Abstract:
Many complex systems ranging from ecosystems to molecular systems are often at
risk of an unexpected collapse or tipping to alternative states. Specifically, a tiny perturbation
in an input condition resulting in large, sudden, and often irreversible changes in
the state of a dynamical system is known as "tipping" or "critical transition". Well-known
examples of tipping include the melting of Antarctic ice sheets (climate), the collapse
of ecosystems (ecology), a crash of markets in finance (finance), transitions between
cellular phenotypes (systems biology). Each of these sudden transitions has undesired
consequences for natural systems and human well-beings. Hence, understanding critical
transitions and their early predictions are crucial to managing catastrophes. This thesis
investigates bifurcation-induced and rate-induced tippings with associated early warning
signals (EWSs) for various biological systems.
First, we investigate the impact of a dynamic environment on a coupled consumerresource
model. We identify that the system has complex dynamics such as multistability
and critical transitions. In a multistable region, we find the probability of attaining each
alternative state employing basin stability. In addition, critical transitions are identified
at different magnitudes in the presence of stochastic fluctuations. We also explore
the efficacy of EWSs to forewarn critical transitions in the model. Next, in a socialecological
two-species model, we analyze the effect of demographic and environmental
noise.
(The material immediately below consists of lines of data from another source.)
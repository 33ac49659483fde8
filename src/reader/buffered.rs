//! Buffered XML Reader (Strategy B)
//!
//! Reads XML from any source implementing the Read trait, using an
//! internal buffer that holds only the construct currently being parsed.
//! Events are detached from the buffer before it is compacted.

use super::decoder::EventDecoder;
use super::events::XmlEvent;
use super::EventSource;
use crate::core::tokenizer::{ParseError, TokenizeError, Tokenizer};
use crate::error::Result;
use std::collections::VecDeque;
use std::io::{ErrorKind, Read};

/// Buffer size for reading chunks
const DEFAULT_BUFFER_SIZE: usize = 8192;

/// Incremental XML reader for streaming input
pub struct StreamReader<R: Read> {
    reader: R,
    /// Unconsumed input
    buffer: Vec<u8>,
    /// Document offset of `buffer[0]`
    offset: usize,
    eof: bool,
    decoder: EventDecoder,
    pending: VecDeque<XmlEvent<'static>>,
    finished: bool,
}

impl<R: Read> StreamReader<R> {
    /// Create a new stream reader
    pub fn new(reader: R) -> Self {
        StreamReader {
            reader,
            buffer: Vec::with_capacity(DEFAULT_BUFFER_SIZE),
            offset: 0,
            eof: false,
            decoder: EventDecoder::new(),
            pending: VecDeque::new(),
            finished: false,
        }
    }

    /// Fill the buffer from the reader.
    ///
    /// Reads at least as much as is already buffered so a long construct
    /// is rescanned a logarithmic number of times.
    fn fill_buffer(&mut self) -> std::io::Result<()> {
        let want = self.buffer.len().max(DEFAULT_BUFFER_SIZE);
        let start = self.buffer.len();
        self.buffer.resize(start + want, 0);

        let read = loop {
            match self.reader.read(&mut self.buffer[start..]) {
                Ok(n) => break n,
                Err(e) if e.kind() == ErrorKind::Interrupted => continue,
                Err(e) => {
                    self.buffer.truncate(start);
                    return Err(e);
                }
            }
        };

        self.buffer.truncate(start + read);
        if read == 0 {
            self.eof = true;
        }
        Ok(())
    }

    /// Tokenize as much of the buffer as is complete
    fn decode_buffered(&mut self) -> std::result::Result<(), ParseError> {
        let valid = match std::str::from_utf8(&self.buffer) {
            Ok(text) => text.len(),
            Err(e) if e.error_len().is_some() => {
                return Err(ParseError::new("Invalid UTF-8 sequence", self.offset + e.valid_up_to()))
            }
            Err(e) if self.eof => {
                return Err(ParseError::new("Truncated UTF-8 sequence", self.offset + e.valid_up_to()))
            }
            Err(e) => e.valid_up_to(),
        };
        let text = std::str::from_utf8(&self.buffer[..valid])
            .map_err(|e| ParseError::new("Invalid UTF-8 sequence", self.offset + e.valid_up_to()))?;

        let is_final = self.eof && valid == self.buffer.len();
        let mut tokenizer = Tokenizer::partial(text, self.offset, is_final);
        if self.offset == 0 {
            tokenizer.skip_bom();
        }

        let mut fresh = VecDeque::new();
        let mut consumed = 0;
        loop {
            match tokenizer.next_token() {
                Ok(Some(token)) => {
                    self.decoder.decode(token, self.offset, &mut fresh)?;
                    consumed = tokenizer.position();
                }
                Ok(None) => {
                    consumed = tokenizer.position();
                    if is_final {
                        self.decoder.finish(self.offset + consumed)?;
                        self.finished = true;
                    }
                    break;
                }
                Err(TokenizeError::NeedMoreInput) => break,
                Err(TokenizeError::Malformed(e)) => return Err(e),
            }
        }

        self.pending.extend(fresh.into_iter().map(XmlEvent::into_owned));
        self.buffer.drain(..consumed);
        self.offset += consumed;
        Ok(())
    }
}

impl<R: Read> EventSource<'static> for StreamReader<R> {
    fn next_event(&mut self) -> Result<Option<XmlEvent<'static>>> {
        loop {
            if let Some(event) = self.pending.pop_front() {
                return Ok(Some(event));
            }
            if self.finished {
                return Ok(None);
            }

            if !self.buffer.is_empty() || self.eof {
                if let Err(e) = self.decode_buffered() {
                    self.finished = true;
                    self.pending.clear();
                    return Err(e.into());
                }
                if !self.pending.is_empty() || self.finished {
                    continue;
                }
            }

            if let Err(e) = self.fill_buffer() {
                self.finished = true;
                return Err(e.into());
            }
        }
    }
}

#[cfg(test)]
mod tests {
    use super::*;
    use crate::error::SanitizeError;
    use std::io::Cursor;

    /// Reader that returns at most `step` bytes per call
    struct Trickle {
        data: Vec<u8>,
        pos: usize,
        step: usize,
    }

    impl Read for Trickle {
        fn read(&mut self, buf: &mut [u8]) -> std::io::Result<usize> {
            let n = self.step.min(buf.len()).min(self.data.len() - self.pos);
            buf[..n].copy_from_slice(&self.data[self.pos..self.pos + n]);
            self.pos += n;
            Ok(n)
        }
    }

    fn collect<R: Read>(reader: R) -> Result<Vec<XmlEvent<'static>>> {
        let mut reader = StreamReader::new(reader);
        let mut events = Vec::new();
        while let Some(event) = reader.next_event()? {
            events.push(event);
        }
        Ok(events)
    }

    #[test]
    fn test_stream_matches_slice() {
        let doc = "<?xml version=\"1.0\"?><svg a=\"1\"><!-- c --><g>t&amp;u</g></svg>";
        let streamed = collect(Cursor::new(doc.as_bytes().to_vec())).unwrap();
        let trickled = collect(Trickle { data: doc.as_bytes().to_vec(), pos: 0, step: 3 }).unwrap();

        let mut slice = crate::reader::SliceReader::new(doc);
        let mut expected = Vec::new();
        while let Some(event) = slice.next_event().unwrap() {
            expected.push(event.into_owned());
        }

        assert_eq!(streamed, expected);
        // Text may arrive in more pieces when the input trickles in
        let text = |events: &[XmlEvent<'_>]| -> String {
            events
                .iter()
                .filter_map(|e| match e {
                    XmlEvent::Characters(t) => Some(t.to_string()),
                    _ => None,
                })
                .collect()
        };
        assert_eq!(text(&trickled), text(&expected));
    }

    #[test]
    fn test_multibyte_split_across_reads() {
        let doc = "<a>héllo wörld</a>".as_bytes().to_vec();
        let events = collect(Trickle { data: doc, pos: 0, step: 1 }).unwrap();
        let text: String = events
            .iter()
            .filter_map(|e| match e {
                XmlEvent::Characters(t) => Some(t.to_string()),
                _ => None,
            })
            .collect();
        assert_eq!(text, "héllo wörld");
    }

    #[test]
    fn test_invalid_utf8() {
        let err = collect(Cursor::new(b"<a>\xff</a>".to_vec())).unwrap_err();
        match err {
            SanitizeError::Parse(e) => assert_eq!(e.position, 3),
            other => panic!("unexpected {:?}", other),
        }
    }

    #[test]
    fn test_truncated_stream() {
        assert!(collect(Cursor::new(b"<svg><g>".to_vec())).is_err());
    }

    #[test]
    fn test_large_text_run() {
        let doc = format!("<a>{}</a>", "x".repeat(100_000));
        let events = collect(Cursor::new(doc.into_bytes())).unwrap();
        let total: usize = events
            .iter()
            .map(|e| match e {
                XmlEvent::Characters(t) => t.len(),
                _ => 0,
            })
            .sum();
        assert_eq!(total, 100_000);
    }

    #[test]
    fn test_io_error_propagates() {
        struct Failing;
        impl Read for Failing {
            fn read(&mut self, _: &mut [u8]) -> std::io::Result<usize> {
                Err(std::io::Error::new(ErrorKind::ConnectionReset, "gone"))
            }
        }
        assert!(matches!(collect(Failing), Err(SanitizeError::Io(_))));
    }
}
To study the effect of demographic noise, we identify all the birth-death processes
corresponding to the model and derive the associated master equation. Moreover, the
resilience of alternative steady states has been analyzed using probabilistic potential and
mean first-passage time. Incorporating conservationist social norms helps the system to
mitigate tipping despite higher harvesting rates. Further, in an ecosystem model with
slow-fast timescales, we identify rate-induced transitions and calculate the critical rate
of change using the geometric singular perturbation theory.
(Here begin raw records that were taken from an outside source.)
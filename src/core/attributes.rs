//! XML Attribute Parsing
//!
//! Parses XML attributes from tag content. Parsing is strict: anything a
//! conforming parser would reject is reported, never guessed around.

use super::entities::decode_attribute_value;
use super::scanner::{is_name_char, is_name_start_char, is_whitespace};
use super::tokenizer::ParseError;
use std::borrow::Cow;

/// A parsed XML attribute
#[derive(Debug, Clone, PartialEq, Eq)]
pub struct Attribute<'a> {
    /// Attribute name (may include namespace prefix)
    pub name: Cow<'a, str>,
    /// Attribute value (references decoded)
    pub value: Cow<'a, str>,
}

impl<'a> Attribute<'a> {
    /// Create a new attribute
    pub fn new(name: impl Into<Cow<'a, str>>, value: impl Into<Cow<'a, str>>) -> Self {
        Attribute {
            name: name.into(),
            value: value.into(),
        }
    }

    /// Local name (after colon, if namespaced)
    pub fn local_name(&self) -> &str {
        split_name(&self.name).1
    }

    /// Namespace prefix (before colon), if any
    pub fn prefix(&self) -> Option<&str> {
        split_name(&self.name).0
    }

    /// Detach from the input buffer
    pub fn into_owned(self) -> Attribute<'static> {
        Attribute {
            name: Cow::Owned(self.name.into_owned()),
            value: Cow::Owned(self.value.into_owned()),
        }
    }
}

/// Split a name into prefix and local name at the colon
pub fn split_name(name: &str) -> (Option<&str>, &str) {
    match name.find(':') {
        Some(pos) => (Some(&name[..pos]), &name[pos + 1..]),
        None => (None, name),
    }
}

/// Parse attributes from raw tag content (after the element name).
///
/// Input should be the content between element name and '>' or '/>'.
/// `base` is the byte offset of `input` in the document, used for errors.
pub fn parse_attributes(input: &str, base: usize) -> Result<Vec<Attribute<'_>>, ParseError> {
    let bytes = input.as_bytes();
    let mut attrs: Vec<Attribute<'_>> = Vec::new();
    let mut pos = 0;

    loop {
        let ws_start = pos;
        while pos < bytes.len() && is_whitespace(bytes[pos]) {
            pos += 1;
        }
        if pos >= bytes.len() {
            break;
        }
        if pos == ws_start {
            return Err(ParseError::new("Whitespace required between attributes", base + pos));
        }

        // Attribute name
        let name_start = pos;
        if !is_name_start_char(bytes[pos]) {
            return Err(ParseError::new(
                "Attribute name must start with letter, underscore, or colon",
                base + pos,
            ));
        }
        while pos < bytes.len() && is_name_char(bytes[pos]) {
            pos += 1;
        }
        let name = &input[name_start..pos];

        // '=' with optional surrounding whitespace
        while pos < bytes.len() && is_whitespace(bytes[pos]) {
            pos += 1;
        }
        if pos >= bytes.len() || bytes[pos] != b'=' {
            return Err(ParseError::new("Attribute value required", base + pos));
        }
        pos += 1;
        while pos < bytes.len() && is_whitespace(bytes[pos]) {
            pos += 1;
        }

        // Quoted value
        let quote = match bytes.get(pos) {
            Some(&q) if q == b'"' || q == b'\'' => q,
            _ => return Err(ParseError::new("Attribute value must be quoted", base + pos)),
        };
        pos += 1;
        let value_start = pos;
        while pos < bytes.len() && bytes[pos] != quote {
            if bytes[pos] == b'<' {
                return Err(ParseError::new("Attribute value cannot contain '<'", base + pos));
            }
            pos += 1;
        }
        if pos >= bytes.len() {
            return Err(ParseError::new("Attribute value has mismatched quotes", base + value_start));
        }

        let raw_value = &input[value_start..pos];
        let value = decode_attribute_value(raw_value)
            .map_err(|(msg, offset)| ParseError::new(msg, base + value_start + offset))?;
        pos += 1; // Skip closing quote

        if attrs.iter().any(|a| a.name == name) {
            return Err(ParseError::new(
                format!("Duplicate attribute '{}'", name),
                base + name_start,
            ));
        }
        attrs.push(Attribute::new(name, value));
    }

    Ok(attrs)
}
In disease biology, Epithelial-hybrid-mesenchymal transitions are hallmarks of cancer
metastasis, drug resistance, and tumor relapse. We show that EWSs can detect sudden
transitions among epithelial, hybrid-E/M, and mesenchymal phenotypes. Our analysis
reveals the unexpectedly large basin of attraction for a hybrid-E/M phenotype. We
identify mechanisms that can potentially evade the transition to a hybrid-E/M phenotype.
Finally, we evaluate the effect of intrinsic noise on driving tipping in a model of
tumor metabolism. By defining a dominance game, we consider payoff-based reaction
rates to incorporate intrinsic noise on the temporal evolution of tumor states. We find
that the metabolic exploration rate can drive critical transitions from a high glycolysis
frequency state to a low glycolysis frequency state. The EWSs analysis reveals the role
of time series length on a successful prediction. Together, this thesis investigates sudden
transitions, their prediction, and mitigation in diverse stochastic complex systems.